Tax Information for Americans Abroad

Life for American citizens and American green card holders living overseas is complicated.  Not only are there the rules and regulations of the foreign country to attend to, but the US government imposes a variety of requirements that seem to grow ever longer and more complex.  Nowhere is this more evident than with the tax rules. If you already live overseas you are probably familiar with the basics of tax filings required by the IRS, but it’s a good idea to review them anyway.  If you are new to living out of the US or contemplating a move this brief review will alert you to information you need to keep track of and possibly report to the IRS. This is not an exhaustive review of any of these matters, but will simply put a spotlight on them so you can take further action if necessary.

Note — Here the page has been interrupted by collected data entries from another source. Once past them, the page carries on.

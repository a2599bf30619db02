use std::time::Duration;

use crate::error::{Error, Result};

#[cfg(feature = "actix")]
pub use middleware_config::{FailurePolicy, RateLimitConfig};

/// The `(limit, window)` pair shared by every identity a limiter handles.
///
/// Validated once on construction and immutable afterwards.
///
/// # Examples
///
/// ```rust
/// use std::time::Duration;
/// use sliding_window_ratelimit::config::WindowConfig;
///
/// // 5 requests per minute
/// let config = WindowConfig::new(5, Duration::from_secs(60)).unwrap();
/// assert_eq!(config.window_millis(), 60_000);
///
/// assert!(WindowConfig::new(0, Duration::from_secs(60)).is_err());
/// ```
#[derive(Debug, Clone, Copy, PartialEq, Eq)]
pub struct WindowConfig {
    limit: u64,
    window: Duration,
}

impl WindowConfig {
    /// Creates a configuration, rejecting a zero limit and any window shorter
    /// than one millisecond.
    pub fn new(limit: u64, window: Duration) -> Result<Self> {
        if limit == 0 {
            return Err(Error::InvalidConfig("limit must be greater than zero".into()));
        }
        if window.as_millis() == 0 {
            return Err(Error::InvalidConfig(format!(
                "window must be at least 1ms, got {window:?}"
            )));
        }
        if i64::try_from(window.as_millis()).is_err() {
            return Err(Error::InvalidConfig(format!("window {window:?} is too large")));
        }

        Ok(Self { limit, window })
    }

    /// Same as [`WindowConfig::new`] with the window given in milliseconds.
    pub fn from_millis(limit: u64, window_ms: u64) -> Result<Self> {
        Self::new(limit, Duration::from_millis(window_ms))
    }

    /// Maximum number of admitted requests per window.
    pub fn limit(&self) -> u64 {
        self.limit
    }

    pub fn window(&self) -> Duration {
        self.window
    }

    /// Window length in whole milliseconds, the resolution of stored scores.
    pub fn window_millis(&self) -> i64 {
        // bounded in `new`
        self.window.as_millis() as i64
    }

    /// Key TTL in seconds: the window rounded up, so a key never expires
    /// while one of its entries can still count.
    pub fn ttl_secs(&self) -> u64 {
        let secs = self.window.as_secs();
        if self.window.subsec_nanos() > 0 {
            secs + 1
        } else {
            secs.max(1)
        }
    }
}

#[cfg(feature = "actix")]
mod middleware_config {
    use actix_web::{HttpResponse, dev::ServiceRequest};

    use crate::error::Error;

    /// What the middleware does when the limiter cannot reach a decision.
    #[derive(Debug, Clone, Copy, PartialEq, Eq, Default)]
    pub enum FailurePolicy {
        /// Answer with [`RateLimitConfig::on_store_error`].
        #[default]
        Closed,
        /// Let the request through.
        Open,
    }

    /// Configuration for the rate limiting middleware.
    ///
    /// Holds the hooks that sit around the limiter: how a client is
    /// identified, what a denied client sees, and how store failures are
    /// answered.
    ///
    /// # Examples
    ///
    /// ```rust
    /// use actix_web::HttpResponse;
    /// use sliding_window_ratelimit::config::{FailurePolicy, RateLimitConfig};
    ///
    /// let config = RateLimitConfig::default()
    ///     .id(|req| {
    ///         req.headers()
    ///             .get("X-API-Key")
    ///             .and_then(|h| h.to_str().ok())
    ///             .unwrap_or("anonymous")
    ///             .to_string()
    ///     })
    ///     .exceeded(|id, _req| {
    ///         HttpResponse::TooManyRequests().body(format!("slow down, {id}"))
    ///     })
    ///     .failure_policy(FailurePolicy::Open);
    /// ```
    #[derive(Clone)]
    pub struct RateLimitConfig {
        /// Extracts the client identity from the request. Real IP by default.
        pub get_id: fn(req: &ServiceRequest) -> String,
        /// Builds the response for a denied request. HTTP 429 by default.
        pub on_exceed: fn(id: &str, req: &ServiceRequest) -> HttpResponse,
        /// Builds the response when the limiter fails under [`FailurePolicy::Closed`].
        /// HTTP 503 by default.
        pub on_store_error: fn(id: &str, err: &Error, req: &ServiceRequest) -> HttpResponse,
        pub failure_policy: FailurePolicy,
    }

    impl Default for RateLimitConfig {
        fn default() -> Self {
            Self {
                get_id: |req| {
                    req.connection_info()
                        .realip_remote_addr()
                        .unwrap_or("-")
                        .to_string()
                },
                on_exceed: |_id, _req| HttpResponse::TooManyRequests().body("Too many requests"),
                on_store_error: |_id, _err, _req| {
                    HttpResponse::ServiceUnavailable().body("Rate limiter unavailable")
                },
                failure_policy: FailurePolicy::default(),
            }
        }
    }

    impl RateLimitConfig {
        /// Sets the function that extracts the client identity.
        ///
        /// An identity that comes back empty makes the limiter fail, which is
        /// then handled by the failure policy.
        pub fn id(mut self, fn_id: fn(req: &ServiceRequest) -> String) -> Self {
            self.get_id = fn_id;
            self
        }

        /// Sets the response builder for denied requests.
        pub fn exceeded(mut self, fn_exceed: fn(id: &str, req: &ServiceRequest) -> HttpResponse) -> Self {
            self.on_exceed = fn_exceed;
            self
        }

        /// Sets the response builder used when the limiter fails and the
        /// policy is [`FailurePolicy::Closed`].
        pub fn store_error(
            mut self,
            fn_error: fn(id: &str, err: &Error, req: &ServiceRequest) -> HttpResponse,
        ) -> Self {
            self.on_store_error = fn_error;
            self
        }

        pub fn failure_policy(mut self, policy: FailurePolicy) -> Self {
            self.failure_policy = policy;
            self
        }
    }
}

  • Foreign earned income exclusion—the basic idea here is that a certain amount of foreign income that is considered “earned” from services performed is eligible to be excluded from US tax provided certain conditions are met each year. The predominant requirement is that the taxpayer be either considered bona fide resident of a foreign country for a full year or meet the physical presence test that covers a 365-day period.  There is much more that can be written to flesh out all these rules and requirements, but the important thing to keep in mind is that the foreign earned income exclusion can save you a great deal of tax, especially if you pay little or no tax in the foreign country where you reside.
  • Foreign tax credit—If a lot of foreign tax is paid on income received overseas, whether it be earned or investment, a credit can usually be taken for that tax against US tax liability. The goal of the tax credit is to prevent income from being taxed twice (in the foreign country and the US).  This too is a very complicated area and often treaty language comes into play.  Therefore it is important that information around the foreign income and foreign tax paid be clearly communicated to the tax preparer.

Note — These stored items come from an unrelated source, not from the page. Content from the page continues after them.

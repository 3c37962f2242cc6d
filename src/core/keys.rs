//! Translation key allocation.
//!
//! The table is the only shared mutable state of a run. Every operation
//! takes the lock for its whole insert-if-absent step, so concurrent
//! allocations of the same text collapse into one entry.

use std::collections::{BTreeMap, HashMap};

use parking_lot::Mutex;
use serde::Serialize;
use sha2::{Digest, Sha256};

use crate::utils::collapse_whitespace;

const MAX_SLUG_WORDS: usize = 5;
const MAX_SLUG_LEN: usize = 40;
const FALLBACK_KEY: &str = "text";

#[derive(Debug, Clone, PartialEq, Eq, Serialize)]
#[serde(rename_all = "camelCase")]
pub struct TranslationEntry {
    pub key: String,
    /// Normalized text, with the casing of its first occurrence.
    pub source_text: String,
    /// Locale -> localized text.
    pub translations: BTreeMap<String, String>,
}

#[derive(Debug, Clone, PartialEq, Eq)]
pub struct Allocation {
    pub key: String,
    /// False when the text already had an entry.
    pub created: bool,
}

#[derive(Default)]
struct Inner {
    /// Case-folded normalized text -> key.
    by_text: HashMap<String, String>,
    entries: BTreeMap<String, TranslationEntry>,
}

#[derive(Default)]
pub struct KeyTable {
    inner: Mutex<Inner>,
}

/// Trim and collapse inner whitespace.
pub fn normalize_text(text: &str) -> String {
    collapse_whitespace(text)
}

/// Lowercased `_`-joined slug of the first five alphanumeric words, at most
/// 40 characters, `text` when nothing is left.
///
/// ```
/// use lingofit::core::keys::slugify;
///
/// assert_eq!(slugify("Sign in to your account now, please"), "sign_in_to_your_account");
/// assert_eq!(slugify("Don't panic!"), "don_t_panic");
/// assert_eq!(slugify("!!!"), "text");
/// ```
pub fn slugify(text: &str) -> String {
    let words: Vec<String> = text
        .split(|c: char| !c.is_alphanumeric())
        .filter(|w| !w.is_empty())
        .take(MAX_SLUG_WORDS)
        .map(|w| w.to_lowercase())
        .collect();

    let mut slug = String::new();
    for word in words {
        let separator = usize::from(!slug.is_empty());
        let room = MAX_SLUG_LEN.saturating_sub(slug.chars().count() + separator);
        if room == 0 {
            break;
        }
        if separator == 1 {
            slug.push('_');
        }
        slug.extend(word.chars().take(room));
    }

    let slug = slug.trim_end_matches('_');
    if slug.is_empty() {
        FALLBACK_KEY.to_string()
    } else {
        slug.to_string()
    }
}

fn text_digest(text: &str) -> String {
    let digest = Sha256::digest(text.as_bytes());
    digest
        .iter()
        .take(3)
        .map(|b| format!("{:02x}", b))
        .collect()
}

fn fold(text: &str) -> String {
    text.to_lowercase()
}

impl KeyTable {
    pub fn new() -> Self {
        Self::default()
    }

    /// Seed the table with entries from an existing source-locale dictionary
    /// so repeated runs reuse keys.
    pub fn with_existing(existing: impl IntoIterator<Item = (String, String)>) -> Self {
        let table = Self::new();
        {
            let mut inner = table.inner.lock();
            for (key, text) in existing {
                let text = normalize_text(&text);
                inner
                    .by_text
                    .entry(fold(&text))
                    .or_insert_with(|| key.clone());
                inner.entries.entry(key.clone()).or_insert(TranslationEntry {
                    key,
                    source_text: text,
                    translations: BTreeMap::new(),
                });
            }
        }
        table
    }

    /// Key for `text`, creating an entry if the normalized text is new.
    pub fn allocate(&self, text: &str) -> Allocation {
        let normalized = normalize_text(text);
        let folded = fold(&normalized);

        let mut inner = self.inner.lock();
        if let Some(key) = inner.by_text.get(&folded) {
            return Allocation {
                key: key.clone(),
                created: false,
            };
        }

        let slug = slugify(&normalized);
        let key = if !inner.entries.contains_key(&slug) {
            slug
        } else {
            let hashed = format!("{}_{}", slug, text_digest(&folded));
            if !inner.entries.contains_key(&hashed) {
                hashed
            } else {
                (2..)
                    .map(|n| format!("{}_{}", hashed, n))
                    .find(|candidate| !inner.entries.contains_key(candidate))
                    .unwrap_or(hashed)
            }
        };

        tracing::debug!(%key, text = %normalized, "allocated key");
        inner.by_text.insert(folded, key.clone());
        inner.entries.insert(
            key.clone(),
            TranslationEntry {
                key: key.clone(),
                source_text: normalized,
                translations: BTreeMap::new(),
            },
        );
        Allocation { key, created: true }
    }

    /// Record a localized text. Existing translations are kept.
    pub fn set_translation(&self, key: &str, locale: &str, text: &str) {
        let mut inner = self.inner.lock();
        if let Some(entry) = inner.entries.get_mut(key) {
            entry
                .translations
                .entry(locale.to_string())
                .or_insert_with(|| text.to_string());
        }
    }

    pub fn get(&self, key: &str) -> Option<TranslationEntry> {
        self.inner.lock().entries.get(key).cloned()
    }

    pub fn keys(&self) -> Vec<String> {
        self.inner.lock().entries.keys().cloned().collect()
    }

    pub fn len(&self) -> usize {
        self.inner.lock().entries.len()
    }

    pub fn is_empty(&self) -> bool {
        self.len() == 0
    }

    /// All entries, sorted by key.
    pub fn entries(&self) -> Vec<TranslationEntry> {
        self.inner.lock().entries.values().cloned().collect()
    }
}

  • FATCA—The Foreign Account Tax Compliance Act requires individual taxpayers to report information about certain foreign financial accounts and offshore assets on Form 8938 and attach it to their income tax return, if the total asset value exceeds the appropriate reporting threshold. This very controversial law has, surprisingly, been adopted by many foreign countries and their banks who are being very conscientious about identifying American account holders and either closing their accounts or dutifully sending account information to the US.  It is therefore a good idea to prepare and attach this form to your tax return if the total amount of assets warrants the form—even though it is largely duplicative of the FBAR form (which also must be filed if account amounts indicate it is necessary).

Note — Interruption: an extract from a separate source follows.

//! Source parsers.
//!
//! - `jsx`: JSX/TSX source file parser (uses swc for AST generation)

pub mod jsx;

  • FBAR—The Report of Foreign Bank and Financial Accounts is commonly known as the FBAR. This report, which goes directly to the Treasury Department, is required if you have a total of more than $10,000 in foreign accounts.  Of course, what constitutes a foreign account is a complicated topic and may require some consultation with your tax preparer.  Many taxpayers find that pulling this information together is an onerous task, but the penalties for failing to file the form are quite stiff so it is worth the effort.